Mon chauffeur semble animé d’une vivacité électrique. Il cumule les audaces, freine pile poil, braque, rase, évite contourne les motos, les vélos, les taxis, les charrettes, les piétons, les policiers avec un brio jubilatoire contagieux. Il éclate de rire, fulmine, blague et m’entraine si bien dans ce rodéo verbal et mécanique que nous partageons des fous rires extravagants. - Nous sommes sur le fil du rasoir, le seul chemin qui vaille la peine d’être vécu... n’ est-ce pas mon ami ? s’exclame-t-il en me toisant de son étrange regard. En effet chacun de ses yeux broussailleux semble animé d’une expression contradictoire. Je me hâte de lui répondre afin qu’il se rassure de ma réelle destination et rapporte rapidement son attention à sa conduite de furet en chasse :

- Cher Bhaktiar Lélé, vous avez le don de nous transporter dans la surréalité au cœur de la plus prosaïque circulation. Vous êtes un accélérateur du réel. Il nous reste plus que de nous libérer de cette mobilité pneumatique pour voler par-dessus la ville.

- Oui pneumatique ! Un mot gonflé de sens qui signifie « esprit » et vient du grec pneuma me réplique-t-il. La condition pneumatique est celle de l’esprit, de l’air et de la vitesse ! Vous avez le mot de passe Al Hamdoulillah ! Je dois donc te transporter, Auguste invité à la Haute Assemblée des Archontes des Alamines.

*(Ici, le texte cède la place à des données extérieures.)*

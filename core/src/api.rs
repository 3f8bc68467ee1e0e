//! Stable re-exports for consumers (executor crates and external callers).
//!
//! Prefer importing from `ragdag_core::api` instead of reaching into internal modules.

pub use crate::config::{
    load_default, load_from_path, CacheConfig, ConcurrencyConfig, EngineConfig, LlmConfig,
};
pub use crate::engine::{
    execute_batch, generate_run_id, node_cost, prepare_node, round_usd, CacheStats, ExecutionGraph,
    ExecutionMetrics, ExecutionReport, GraphEdge, GraphNode, NodeExecutor, NodeStatus, PlanGraph,
    PreparedNode, Processor, ProcessorBuilder, ProgressEvent, ProgressObserver, ResultCache,
    TokenUsage,
};
pub use crate::error::{EngineError, NodeExecutorError};
pub use crate::plan::{
    validate_plan, Artifact, ArtifactContent, ArtifactMap, ArtifactMetadata, AssetParameters,
    AssetStatus, ExecutionAsset, OutputKind, Plan, PlanNode, TokenEstimate,
};
pub use crate::schema::{
    minimal_object_schema, repair, unwrap_envelope, RepairRecord, RepairedSchema, WrapKind,
};
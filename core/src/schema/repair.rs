//! Schema repair for strict structured output
//!
//! Planner-authored JSON Schemas are frequently partial: missing `type`
//! fields, open objects, arrays without `items`, or a description pasted
//! where a schema belongs. Strict structured-output mode rejects all of
//! that, so every schema passes through [`repair`] before it reaches a
//! generative backend.
//!
//! Repair never fails. Whatever it is handed, it produces a usable
//! object-rooted schema plus a record of every change it made; a
//! completely unusable input degrades to a minimal empty object schema
//! and is flagged as such.

use serde::{Deserialize, Serialize};
use serde_json::{json, Map, Value};

/// Synthetic envelope added when a non-object root schema is wrapped.
///
/// Strict mode requires an object at the root, so array roots are moved
/// under an `items` property and primitive roots under `value`. The same
/// kind must be used to strip the envelope from the model's response.
#[derive(Debug, Clone, Copy, Default, PartialEq, Eq, Serialize, Deserialize)]
#[serde(rename_all = "lowercase")]
pub enum WrapKind {
    #[default]
    None,
    Items,
    Value,
}

/// One change (or unfixable defect) observed while repairing a schema.
#[derive(Debug, Clone, PartialEq, Eq, Serialize)]
pub struct RepairRecord {
    /// Dotted location within the schema, rooted at `root`.
    pub path: String,
    pub issue: String,
    pub fixed: bool,
    #[serde(skip_serializing_if = "Option::is_none")]
    pub fix: Option<String>,
}

impl RepairRecord {
    fn fixed(path: impl Into<String>, issue: impl Into<String>, fix: impl Into<String>) -> Self {
        Self {
            path: path.into(),
            issue: issue.into(),
            fixed: true,
            fix: Some(fix.into()),
        }
    }

    fn unfixed(path: impl Into<String>, issue: impl Into<String>) -> Self {
        Self {
            path: path.into(),
            issue: issue.into(),
            fixed: false,
            fix: None,
        }
    }
}

/// Result of [`repair`]: the normalized schema, the envelope applied at
/// the root (if any), and the full change log.
#[derive(Debug, Clone)]
pub struct RepairedSchema {
    pub schema: Value,
    pub wrap: WrapKind,
    pub records: Vec<RepairRecord>,
    /// True when the input was unusable and the minimal fallback schema
    /// was substituted.
    pub degraded: bool,
}

impl RepairedSchema {
    pub fn is_clean(&self) -> bool {
        self.records.is_empty()
    }
}

/// Normalizes an arbitrary schema value for strict structured output.
///
/// Guarantees on the returned schema:
/// - the root is object-typed (wrapping array/primitive roots, see
///   [`WrapKind`]);
/// - every object node carries `additionalProperties: false` and a
///   `required` array covering all of its property names, with existing
///   entries preserved;
/// - every array node has an `items` schema;
/// - every node has a `type`, inferred from its shape when absent.
pub fn repair(schema: &Value) -> RepairedSchema {
    let mut records = Vec::new();

    if schema.is_null() {
        records.push(RepairRecord::unfixed("root", "schema is null"));
        return RepairedSchema {
            schema: minimal_object_schema(),
            wrap: WrapKind::None,
            records,
            degraded: true,
        };
    }

    let mut repaired = repair_node(schema, "root", &mut records);

    let wrap = match repaired.get("type").and_then(Value::as_str) {
        Some("object") => WrapKind::None,
        Some("array") => {
            records.push(RepairRecord::fixed(
                "root",
                "root schema is array type",
                "wrapped in object container",
            ));
            repaired = wrap_root(repaired, "items");
            WrapKind::Items
        }
        other => {
            let kind = other.unwrap_or("unknown");
            records.push(RepairRecord::fixed(
                "root",
                format!("root schema is {kind} type"),
                "wrapped in object container",
            ));
            repaired = wrap_root(repaired, "value");
            WrapKind::Value
        }
    };

    RepairedSchema {
        schema: repaired,
        wrap,
        records,
        degraded: false,
    }
}

/// Strips the synthetic `items`/`value` envelope from a model response.
///
/// If the response does not actually carry the envelope key, it is
/// returned unchanged rather than replaced with nothing.
pub fn unwrap_envelope(value: Value, wrap: WrapKind) -> Value {
    let key = match wrap {
        WrapKind::None => return value,
        WrapKind::Items => "items",
        WrapKind::Value => "value",
    };
    match value {
        Value::Object(mut map) => match map.remove(key) {
            Some(inner) => inner,
            None => Value::Object(map),
        },
        other => other,
    }
}

/// The fallback schema substituted for unusable inputs.
pub fn minimal_object_schema() -> Value {
    json!({
        "type": "object",
        "properties": {},
        "required": [],
        "additionalProperties": false
    })
}

fn wrap_root(schema: Value, key: &str) -> Value {
    let mut properties = Map::new();
    properties.insert(key.to_string(), schema);
    json!({
        "type": "object",
        "properties": properties,
        "required": [key],
        "additionalProperties": false
    })
}

fn repair_node(schema: &Value, path: &str, records: &mut Vec<RepairRecord>) -> Value {
    match schema {
        Value::String(text) => {
            records.push(RepairRecord::fixed(
                path,
                "schema is a plain string (possibly a misplaced description)",
                "converted to string schema",
            ));
            json!({ "type": "string", "description": text })
        }
        Value::Object(map) => repair_object(map, path, records),
        other => {
            records.push(RepairRecord::fixed(
                path,
                format!("schema is not an object (got {})", value_kind(other)),
                "converted to string type",
            ));
            json!({ "type": "string", "description": format!("Value at {path}") })
        }
    }
}

fn repair_object(map: &Map<String, Value>, path: &str, records: &mut Vec<RepairRecord>) -> Value {
    let mut result = map.clone();

    let ty: Option<String> = match result.get("type").cloned() {
        None | Some(Value::Null) => {
            let inferred = infer_type(&result);
            records.push(RepairRecord::fixed(
                path,
                "missing type field",
                format!("inferred type: {inferred}"),
            ));
            result.insert("type".to_string(), Value::String(inferred.to_string()));
            Some(inferred.to_string())
        }
        Some(Value::String(t)) => Some(t),
        // Unusual but legal forms such as type arrays are left untouched.
        Some(_) => None,
    };

    if ty.as_deref() == Some("object") {
        repair_object_shape(&mut result, path, records);
    }

    if ty.as_deref() == Some("array") {
        repair_array_shape(&mut result, path, records);
    }

    for key in ["anyOf", "oneOf", "allOf"] {
        let Some(value) = result.get(key).cloned() else {
            continue;
        };
        match value {
            Value::Array(branches) => {
                let repaired: Vec<Value> = branches
                    .iter()
                    .enumerate()
                    .map(|(i, branch)| repair_node(branch, &format!("{path}.{key}[{i}]"), records))
                    .collect();
                result.insert(key.to_string(), Value::Array(repaired));
            }
            _ => {
                records.push(RepairRecord::fixed(
                    path,
                    format!("{key} is not an array"),
                    format!("removed invalid {key}"),
                ));
                result.remove(key);
            }
        }
    }

    Value::Object(result)
}

fn repair_object_shape(result: &mut Map<String, Value>, path: &str, records: &mut Vec<RepairRecord>) {
    match result.get("additionalProperties").cloned() {
        Some(Value::Bool(false)) => {}
        Some(_) => {
            records.push(RepairRecord::fixed(
                path,
                "additionalProperties is not false",
                "set additionalProperties: false",
            ));
            result.insert("additionalProperties".to_string(), Value::Bool(false));
        }
        None => {
            records.push(RepairRecord::fixed(
                path,
                "missing additionalProperties: false",
                "added additionalProperties: false",
            ));
            result.insert("additionalProperties".to_string(), Value::Bool(false));
        }
    }

    let properties = match result.get("properties").cloned() {
        Some(Value::Object(props)) => props,
        _ => {
            records.push(RepairRecord::fixed(
                path,
                "object type with no properties",
                "added empty properties object",
            ));
            result.insert("properties".to_string(), Value::Object(Map::new()));
            result.insert("required".to_string(), json!([]));
            return;
        }
    };

    let mut new_properties = Map::new();
    let mut property_keys: Vec<String> = Vec::with_capacity(properties.len());

    for (key, value) in properties {
        let prop_path = format!("{path}.properties.{key}");
        let mut repaired = match &value {
            Value::String(text) => {
                records.push(RepairRecord::fixed(
                    &prop_path,
                    "property value is a string instead of a schema object",
                    "converted to string schema",
                ));
                json!({ "type": "string", "description": text })
            }
            Value::Object(_) => repair_node(&value, &prop_path, records),
            other => {
                records.push(RepairRecord::fixed(
                    &prop_path,
                    format!("invalid property value ({})", value_kind(other)),
                    "converted to string schema",
                ));
                json!({ "type": "string", "description": format!("Property {key}") })
            }
        };

        if repaired.get("description").is_none() {
            if let Some(obj) = repaired.as_object_mut() {
                obj.insert(
                    "description".to_string(),
                    Value::String(format!("Value for {key}")),
                );
                records.push(RepairRecord::fixed(
                    &prop_path,
                    "property missing description",
                    "added default description",
                ));
            }
        }

        property_keys.push(key.clone());
        new_properties.insert(key, repaired);
    }

    result.insert("properties".to_string(), Value::Object(new_properties));

    match result.get("required").cloned() {
        Some(Value::Array(existing)) => {
            let mut required: Vec<String> = Vec::new();
            for entry in &existing {
                if let Some(name) = entry.as_str() {
                    if !required.iter().any(|r| r == name) {
                        required.push(name.to_string());
                    }
                }
            }
            let missing: Vec<String> = property_keys
                .iter()
                .filter(|key| !required.contains(key))
                .cloned()
                .collect();
            if !missing.is_empty() {
                records.push(RepairRecord::fixed(
                    path,
                    "required array incomplete",
                    format!("added missing keys: {}", missing.join(", ")),
                ));
                required.extend(missing);
            }
            result.insert(
                "required".to_string(),
                Value::Array(required.into_iter().map(Value::String).collect()),
            );
        }
        _ => {
            records.push(RepairRecord::fixed(
                path,
                "missing or invalid required array",
                "added all properties to required",
            ));
            result.insert(
                "required".to_string(),
                Value::Array(property_keys.into_iter().map(Value::String).collect()),
            );
        }
    }
}

fn repair_array_shape(result: &mut Map<String, Value>, path: &str, records: &mut Vec<RepairRecord>) {
    match result.get("items").cloned() {
        None | Some(Value::Null) => {
            records.push(RepairRecord::fixed(
                path,
                "array missing items schema",
                "added default string items",
            ));
            result.insert(
                "items".to_string(),
                json!({ "type": "string", "description": "Array item" }),
            );
        }
        Some(items) => {
            let repaired = repair_node(&items, &format!("{path}.items"), records);
            result.insert("items".to_string(), repaired);
        }
    }
}

/// Type inference for schemas missing a `type` field, in fixed priority
/// order: properties, items, enum, numeric bounds, string constraints,
/// combinator first branch, then string as the last resort.
fn infer_type(map: &Map<String, Value>) -> &'static str {
    if map.contains_key("properties") {
        return "object";
    }
    if map.contains_key("items") {
        return "array";
    }
    if map.contains_key("enum") {
        return "string";
    }
    if map.contains_key("minimum") || map.contains_key("maximum") {
        return "number";
    }
    if map.contains_key("minLength") || map.contains_key("maxLength") || map.contains_key("pattern")
    {
        return "string";
    }
    for key in ["anyOf", "oneOf", "allOf"] {
        if let Some(Value::Array(branches)) = map.get(key) {
            match branches.first() {
                Some(Value::Object(first)) => return infer_type(first),
                Some(_) => return "string",
                None => {}
            }
        }
    }
    "string"
}

fn value_kind(value: &Value) -> &'static str {
    match value {
        Value::Null => "null",
        Value::Bool(_) => "boolean",
        Value::Number(_) => "number",
        Value::String(_) => "string",
        Value::Array(_) => "array",
        Value::Object(_) => "object",
    }
}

(La Grande Horde des Archontes des Alamines est une très vieille histoire qui plonge ses racines dans le grand Schisme de la Brêche. Comme le narre toujours la vieille Yaya, la conteuse noiraude sous le grand Karité de la cour du Grand Mansa de l’éternel Empire du Mali, la Horde est constituée de fugitifs, de clochards célestes, de réfractaires, de sadhus dissidents, d’inadaptés, bref de gens de la Brêche, réunis sous la dénomination de la Grande Horde. Parmi les membres les plus distingués de cette Horde figure la Confrérie Beshbeshitane dirigée par un berbère irréductible, le Yogi Beshbesh, appelé aussi l’oncle Doukk (du verbe arabe goûter).).

Mais reprenons le récit !

Est-ce l’ivresse de la vitesse mais j’ai le sentiment que l’ocre orangé des rues s’exaspère sur notre sillage. Comme si l’œil du soleil couchant nous poursuivait de son attention. J’ai le plaisir de recroiser le café Renaissance puis nous fonçons vers Bab Doukkala, la Grande Porte, où nous attend le passeur Abu Lkarmouss toujours assis, depuis sans doute trois siècles, près de son étal de figues de barbarie, toutes de la variété bien connue des fins connaisseurs : violettes et pulpeuses.

Le freinage de la Honda de Bhaktiar Lélé, le coursier le plus rapide des Alamines est tellement bien calculé que son feu d’artifice algorythmique expansé nous dépose littéralement devant la charrette du Passeur.

  • Salam Aleikoum les gens de la Horde ! S’exclame Abu Lkarmouss en levant son tarbouche !

  • Salut à toi le grand ébrêché ! Nous voici à l’Heure dite lui répond Bhaktiar en s’éjectant de son carrosse.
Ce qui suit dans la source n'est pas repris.